More Problems

Problem 1: 

(a)  Consider three bosons, without spin, in a one-dimensional infinite square well with energy levels
E_n = n²E₁, n = 1, 2, 3, ... .  What is the energy of the ground state?
(b)  Repeat for three fermions, assumed without spin.

Solution:

• Concepts:
  The Pauli exclusion principle for fermions
• Reasoning:
  (a)  For bosons, place the 3 particles in the n = 1 state, E_total = 3E₁.
  (b)  For fermions place one particle in each the n = 1, n = 2, and n = 3 state.
  E_total = (1 + 4 + 9)E₁ = 14E₁.

Problem 2:

Among the values of L and S obtained from the general rules for addition of angular momenta are those which correspond to states forbidden by the Pauli principle.  Assume you have an atom with two electrons with the same principal quantum number n in d states (nd²) outside closed shells.
Find the allowed terms ^2S+1L_J.

Solution:

• Concepts:
  The Pauli exclusion principle, energy levels of multi-electron atoms
• Reasoning:
  The Pauli exclusion principle states that no two identical fermions can have exactly the same set of quantum numbers.  In the LS coupling scheme, the energy level of a multi-electron atom in the absence of external fields is characterized by the quantum numbers n, L, S, and J.  In the LS coupling scheme the notation for the angular momentum is the term ^2S+1L_J.  Because of the Pauli exclusion principle not all terms one obtains by simply adding the angular momentum and spin of all the electrons are allowed.
• Details of the calculation:
  All closed shells have L = 0, S = 0.
  The total orbital angular momentum quantum number L is the orbital angular momentum quantum number of the two nd electrons.
  L = 4, 3, 2, 1, and 0 terms are possible.  For two equivalent electrons, ψ_space or χ_spin, the "stretched case" is always symmetric under exchange of the two particles.

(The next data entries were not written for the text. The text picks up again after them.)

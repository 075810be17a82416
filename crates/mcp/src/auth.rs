//! Bearer key protection for the streamable HTTP transport.
//!
//! The stdio transport is trusted by construction (the client spawned us),
//! but an HTTP listener is reachable by anyone who can connect. When an API
//! key is configured, [`AuthLayer`] rejects every request that does not
//! present it as `Authorization: Bearer <key>`.
//!
//! ```rust,ignore
//! let app = axum::Router::new()
//!     .nest_service("/mcp", service)
//!     .layer(AuthLayer::new(ApiKey::new("secret")));
//! ```

use axum::response::IntoResponse;
use futures::future::BoxFuture;
use http::{Request, Response, StatusCode, header};
use std::{
    sync::Arc,
    task::{Context, Poll},
};

/// Decides whether a request may reach the MCP service.
pub trait Authenticator: Clone + Send + Sync + 'static {
    /// Return `Err` with a human-readable reason to reject the request.
    fn authenticate(
        &self,
        parts: &http::request::Parts,
    ) -> impl Future<Output = Result<(), String>> + Send;
}

/// Static API key expected as a Bearer token.
#[derive(Clone)]
pub struct ApiKey {
    key: Arc<str>,
}

impl ApiKey {
    pub fn new(key: impl Into<Arc<str>>) -> Self {
        Self { key: key.into() }
    }
}

impl std::fmt::Debug for ApiKey {
    fn fmt(&self, f: &mut std::fmt::Formatter<'_>) -> std::fmt::Result {
        f.write_str("ApiKey(..)")
    }
}

impl Authenticator for ApiKey {
    async fn authenticate(&self, parts: &http::request::Parts) -> Result<(), String> {
        let presented = parts
            .headers
            .get(header::AUTHORIZATION)
            .and_then(|v| v.to_str().ok())
            .and_then(|v| v.strip_prefix("Bearer "))
            .ok_or_else(|| "missing or malformed Authorization header".to_string())?;

        if self.key.is_empty() {
            return Err("no API key is accepted".into());
        }
        if constant_time_eq(presented.trim().as_bytes(), self.key.as_bytes()) {
            Ok(())
        } else {
            Err("invalid API key".into())
        }
    }
}

fn constant_time_eq(a: &[u8], b: &[u8]) -> bool {
    a.len() == b.len() && a.iter().zip(b).fold(0u8, |acc, (x, y)| acc | (x ^ y)) == 0
}

/// Tower [`Layer`](tower::Layer) that applies [`AuthService`].
#[derive(Clone)]
pub struct AuthLayer<A> {
    authenticator: A,
}

impl<A> AuthLayer<A> {
    pub fn new(authenticator: A) -> Self {
        Self { authenticator }
    }
}

impl<A, S> tower::Layer<S> for AuthLayer<A>
where
    A: Clone,
{
    type Service = AuthService<A, S>;

    fn layer(&self, inner: S) -> Self::Service {
        AuthService {
            authenticator: self.authenticator.clone(),
            inner,
        }
    }
}

/// Tower service that authenticates requests before forwarding them.
#[derive(Clone)]
pub struct AuthService<A, S> {
    authenticator: A,
    inner: S,
}

impl<A, S, B> tower::Service<Request<B>> for AuthService<A, S>
where
    A: Authenticator,
    S: tower::Service<Request<B>, Response = Response<axum::body::Body>> + Clone + Send + 'static,
    S::Future: Send,
    S::Error: Send,
    B: Send + 'static,
{
    type Response = S::Response;
    type Error = S::Error;
    type Future = BoxFuture<'static, Result<Self::Response, Self::Error>>;

    fn poll_ready(&mut self, cx: &mut Context<'_>) -> Poll<Result<(), Self::Error>> {
        self.inner.poll_ready(cx)
    }

    fn call(&mut self, req: Request<B>) -> Self::Future {
        let authenticator = self.authenticator.clone();
        // `poll_ready` reserved capacity on `self.inner`; hand that one to the future.
        let mut inner = self.inner.clone();
        std::mem::swap(&mut self.inner, &mut inner);

        Box::pin(async move {
            let (parts, body) = req.into_parts();
            match authenticator.authenticate(&parts).await {
                Ok(()) => inner.call(Request::from_parts(parts, body)).await,
                Err(reason) => {
                    tracing::warn!(uri = %parts.uri, %reason, "rejected unauthenticated request");
                    Ok((
                        StatusCode::UNAUTHORIZED,
                        [(header::WWW_AUTHENTICATE, "Bearer")],
                        reason,
                    )
                        .into_response())
                }
            }
        })
    }
}

#[cfg(test)]
mod tests {
    use crate::auth::{ApiKey, AuthLayer, constant_time_eq};
    use axum::{Router, body::Body, routing::get};
    use http::{Request, StatusCode, header};
    use tower::ServiceExt;

    fn app() -> Router {
        Router::new()
            .route("/mcp", get(|| async { "ok" }))
            .layer(AuthLayer::new(ApiKey::new("s3cret")))
    }

    fn request(auth: Option<&str>) -> Request<Body> {
        let mut builder = Request::builder().uri("/mcp");
        if let Some(auth) = auth {
            builder = builder.header(header::AUTHORIZATION, auth);
        }
        builder.body(Body::empty()).unwrap()
    }

    #[tokio::test]
    async fn accepts_matching_key() {
        let resp = app().oneshot(request(Some("Bearer s3cret"))).await.unwrap();
        assert_eq!(resp.status(), StatusCode::OK);
    }

    #[tokio::test]
    async fn rejects_missing_header() {
        let resp = app().oneshot(request(None)).await.unwrap();
        assert_eq!(resp.status(), StatusCode::UNAUTHORIZED);
        assert_eq!(resp.headers()[header::WWW_AUTHENTICATE], "Bearer");
    }

    #[tokio::test]
    async fn rejects_wrong_key() {
        let resp = app().oneshot(request(Some("Bearer nope"))).await.unwrap();
        assert_eq!(resp.status(), StatusCode::UNAUTHORIZED);
        let resp = app().oneshot(request(Some("Basic s3cret"))).await.unwrap();
        assert_eq!(resp.status(), StatusCode::UNAUTHORIZED);
    }

    #[tokio::test]
    async fn empty_key_accepts_nothing() {
        let app = Router::new()
            .route("/mcp", get(|| async { "ok" }))
            .layer(AuthLayer::new(ApiKey::new("")));
        let resp = app.clone().oneshot(request(Some("Bearer "))).await.unwrap();
        assert_eq!(resp.status(), StatusCode::UNAUTHORIZED);
        let resp = app.oneshot(request(Some("Bearer  "))).await.unwrap();
        assert_eq!(resp.status(), StatusCode::UNAUTHORIZED);
    }

    #[test]
    fn compares_whole_keys() {
        assert!(constant_time_eq(b"abc", b"abc"));
        assert!(!constant_time_eq(b"abc", b"abd"));
        assert!(!constant_time_eq(b"abc", b"abcd"));
    }
}
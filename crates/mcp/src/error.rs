use thiserror::Error;

#[derive(Error, Debug)]
pub enum Error {
    #[error("FormIO client error: {0}")]
    Formio(#[from] formio::Error),

    #[error("MCP server initialization error: {0}")]
    ServerInit(#[from] rmcp::service::ServerInitializeError),

    #[error("MCP server task failed: {0}")]
    Join(#[from] tokio::task::JoinError),

    #[error("IO error: {0}")]
    Io(#[from] std::io::Error),
}
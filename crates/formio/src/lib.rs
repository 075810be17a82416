//! Async client for the [FormIO](https://form.io) REST API.
//!
//! Covers the resources an MCP agent works with: users and authentication,
//! forms, submissions and roles. Resource bodies are kept as raw
//! [`serde_json::Value`]s since their schema is owned by the FormIO project.
//!
//! ```rust,ignore
//! let client = formio::Client::new("https://myproject.form.io")?;
//! let session = client.user_login("me@example.com", "secret").await?;
//! let forms = client.list_forms(10, 0, Some(&session.token)).await?;
//! ```

mod client;
mod error;
mod model;

pub use client::{Client, ClientBuilder, DEFAULT_TIMEOUT, TOKEN_HEADER};
pub use error::{Error, Result};
pub use model::{Page, RoleInput, Session, content_range_total};
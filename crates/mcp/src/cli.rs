//! Command line and environment configuration.

use crate::{Error, FormioServer, transport};
use clap::{Parser, ValueEnum};
use std::{net::SocketAddr, time::Duration};

/// FormIO MCP Server: exposes FormIO forms, submissions, roles and users as MCP tools.
#[derive(Parser, Debug)]
#[command(name = "mcp-formio-server", version, about)]
pub struct Cli {
    /// Base URL of the FormIO project (e.g. https://myproject.form.io).
    #[arg(long, env = "FORMIO_URL", value_name = "URL")]
    pub formio_url: String,

    /// JWT used by tools that are called without a token.
    #[arg(long, env = "FORMIO_TOKEN", hide_env_values = true)]
    pub token: Option<String>,

    /// Timeout for each FormIO request, in seconds.
    #[arg(long, env = "FORMIO_TIMEOUT", default_value_t = 30, value_name = "SECS")]
    pub timeout: u64,

    /// How MCP clients connect to the server.
    #[arg(long, env = "MCP_TRANSPORT", value_enum, default_value = "stdio")]
    pub transport: Transport,

    /// Listen address for the HTTP transport.
    #[arg(long, env = "MCP_BIND", default_value = "127.0.0.1:8000")]
    pub bind: SocketAddr,

    /// Bearer key HTTP clients must present.
    #[arg(
        long,
        env = "MCP_API_KEY",
        hide_env_values = true,
        value_parser = clap::builder::NonEmptyStringValueParser::new()
    )]
    pub api_key: Option<String>,
}

#[derive(Debug, Clone, Copy, PartialEq, Eq, ValueEnum)]
pub enum Transport {
    /// Newline-delimited JSON-RPC over stdin/stdout.
    Stdio,
    /// Streamable HTTP under /mcp.
    Http,
}

impl Cli {
    /// Build the FormIO client; fails on a malformed URL.
    pub fn client(&self) -> Result<formio::Client, Error> {
        let client = formio::Client::builder(&self.formio_url)
            .timeout(Duration::from_secs(self.timeout))
            .user_agent(concat!("mcp-formio-server/", env!("CARGO_PKG_VERSION")))
            .build()?;
        Ok(client)
    }

    /// Validate the configuration and serve on the selected transport.
    pub async fn run(self) -> Result<(), Error> {
        let server = FormioServer::new(self.client()?, self.token);
        match self.transport {
            Transport::Stdio => transport::serve_stdio(server).await,
            Transport::Http => transport::serve_http(server, self.bind, self.api_key).await,
        }
    }
}

#[cfg(test)]
mod tests {
    use crate::cli::{Cli, Transport};
    use clap::Parser;

    #[test]
    fn defaults() {
        let cli =
            Cli::try_parse_from(["mcp-formio-server", "--formio-url", "https://example.form.io"])
                .unwrap();
        assert_eq!(cli.transport, Transport::Stdio);
        assert_eq!(cli.bind, "127.0.0.1:8000".parse::<std::net::SocketAddr>().unwrap());
        assert_eq!(cli.timeout, 30);
        assert_eq!(cli.token, None);
        assert_eq!(cli.api_key, None);
        assert_eq!(cli.client().unwrap().base_url(), "https://example.form.io");
    }

    #[test]
    fn http_transport_with_key() {
        let cli = Cli::try_parse_from([
            "mcp-formio-server",
            "--formio-url",
            "http://localhost:3001",
            "--transport",
            "http",
            "--bind",
            "0.0.0.0:9000",
            "--api-key",
            "k",
            "--timeout",
            "5",
        ])
        .unwrap();
        assert_eq!(cli.transport, Transport::Http);
        assert_eq!(cli.api_key.as_deref(), Some("k"));
        assert_eq!(cli.timeout, 5);
    }

    #[test]
    fn empty_api_key_is_rejected() {
        let result = Cli::try_parse_from([
            "mcp-formio-server",
            "--formio-url",
            "https://example.form.io",
            "--transport",
            "http",
            "--api-key",
            "",
        ]);
        assert!(result.is_err());
    }

    #[test]
    fn malformed_url_fails_before_serving() {
        let cli = Cli::try_parse_from(["mcp-formio-server", "--formio-url", "myproject"]).unwrap();
        assert!(cli.client().is_err());
    }

    #[test]
    fn unknown_transport_is_rejected() {
        let result = Cli::try_parse_from([
            "mcp-formio-server",
            "--formio-url",
            "https://example.form.io",
            "--transport",
            "sse",
        ]);
        assert!(result.is_err());
    }
}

The symmetry then alternates, every time L or S decreases by one down to zero.  Here the "stretched case for the orbital angular momentum is L = 4 and for the spin angular momentum it is S = 1.
  The possible spectroscopic terms ^2S+1L_J therefore are
  ¹G₄, ³F_4,3,2, ¹D₂, ³P_2,1,0, ¹S₀.

Problem 3:

(a)  A spin ½ particle can have S_z = ±½ħ.  Construct states for two such particles that are symmetric or anti-symmetric under interchange and find their total spin S.
(b)  Assuming that ³H and ³He consist of protons and neutrons in L = 0 states, find their total angular momentum.

Solution:

• Concepts:
  Two spin ½ particles, identical particles
• Reasoning:
  The eigenfunctions of S² and S_z for two spin ½ particles are the triplet states
  |11> = |++>,  |10> = ½^½(|+-> + |-+>),  |1-1> = |-->,
  and the singlet state  |00> = ½^½(|+-> - |-+>).
• Details of the calculation:
  (a)  The triplet states are symmetric under interchange and the singlet state is anti-symmetric under interchange of the two particles.
  For the triplet states we have S² = 2ħ²,  S_z = m_sħ (m_s = -1, 0, 1),
  and for the singlet state we have S² = S_z = 0.
  (b)  The L = 0 ground state wave function of the two neutrons in ³H or the two protons in ³He is symmetric under interchange of the two particles.  So the spin state of those two particles is the anti-symmetric singlet state.  The total angular momentum is therefore the spin angular momentum of the third particle.
  For the total angular momentum we have j = ½, J² = ¾ħ².